Ok, don't fuss too much about it, shoot me a patch when you get it
reasonable and we can discuss from there. Are you working from svn?
That will make it very easy to track my changes and generate patches.
> I'm surprised at how differently it behaves - with a central
> attraction you get nice sweeping elliptical curves, and orbits - with
> the closest point attraction it's much more like a magnet - particles
> tend to stick to the domain. It's so different visually that it makes
> me wonder whether attraction to the centre should be a keyword option,
> or a different controller altogether.
I'm not surprised that it behaves differently, that was my intention.
To get what you originally wanted I don't think you need a different
controller, but a different domain. What would work I think is a Point
domain. It would be trivial to implement, it just wasn't useful for
the existing controllers and emitters, but I could see it being useful
here. You should be able to approximate it with a zero radius (or
nearly zero) sphere domain to test. Regardless I think a point domain
would be good to have.
-Casey
Here' a patch to get from the current trunk to my working copy.

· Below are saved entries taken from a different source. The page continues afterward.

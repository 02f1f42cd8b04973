//! The contract a route plugs into.
//!
//! A handler receives the parsed request, the part of the path below the
//! matched wildcard prefix, and the client's write side (for handlers that
//! stream their own output, such as the proxy and tunnel forwarding). It
//! yields a [`Response`], or `None` for "no match" which becomes a `404`.

use std::fmt;
use std::sync::Arc;

use async_trait::async_trait;

use crate::error::Result;
use crate::http::pipeline::Downstream;
use crate::http::request::Request;
use crate::http::response::Response;

pub struct RequestContext<'a> {
    pub request: &'a Request,
    /// Path remainder below the matched `/*` prefix; empty on exact matches.
    pub short_path: &'a str,
    pub downstream: &'a mut Downstream,
}

#[async_trait]
pub trait Handler: Send + Sync {
    async fn handle(&self, ctx: &mut RequestContext<'_>) -> Result<Option<Response>>;
}

pub type SyncHandler = dyn Fn(&Request, &str) -> Result<Option<Response>> + Send + Sync;

#[derive(Clone)]
pub enum RouteHandler {
    Sync(Arc<SyncHandler>),
    Async(Arc<dyn Handler>),
}

impl fmt::Debug for RouteHandler {
    fn fmt(&self, f: &mut fmt::Formatter<'_>) -> fmt::Result {
        match self {
            RouteHandler::Sync(_) => f.write_str("RouteHandler::Sync"),
            RouteHandler::Async(_) => f.write_str("RouteHandler::Async"),
        }
    }
}

impl RouteHandler {
    pub fn sync<F>(f: F) -> Self
    where
        F: Fn(&Request, &str) -> Result<Option<Response>> + Send + Sync + 'static,
    {
        RouteHandler::Sync(Arc::new(f))
    }

    pub fn from_handler<H: Handler + 'static>(handler: H) -> Self {
        RouteHandler::Async(Arc::new(handler))
    }

    pub async fn invoke(&self, ctx: &mut RequestContext<'_>) -> Result<Option<Response>> {
        match self {
            RouteHandler::Sync(f) => f(ctx.request, ctx.short_path),
            RouteHandler::Async(h) => h.handle(ctx).await,
        }
    }
}
//! Observability subsystem.
//!
//! # Data Flow
//! ```text
//! All subsystems produce:
//!     → logging.rs (structured log events via `tracing`)
//!     → metrics.rs (counters, gauges, histograms via `metrics`)
//!
//! Consumers:
//!     → stdout (pretty or JSON)
//!     → Prometheus scrape endpoint (optional)
//! ```
//!
//! # Design Decisions
//! - Request ID (`X-Request-Id`) appears in handler and proxy log events
//! - HTTP request metrics are recorded by a response-pipeline post-processor,
//!   so proxied and tunnelled responses are counted too

pub mod logging;
pub mod metrics;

The sphere intersection logic is now in vector.h. I'm not entirely
happy with simply returning the starting point of the line segment if
no intersection is found, but it works for now, and seems consistent
with the line intersection code.
However ... the sphere intersection is failing the tangent test case,
for reasons not obvious to me. Depending on when I can get my son to
bed I might be able to take another look at why it's failing tonight.
The examples (magnet2d.py and magnet.py) are no longer pretty, but as
visual tests they should work.
All the best,
-Andrew
I had in mind the possibility for different particle groups to be
attracted with different strengths, but parameterizing the particle
charge in the magnet function doesn't accomplish this.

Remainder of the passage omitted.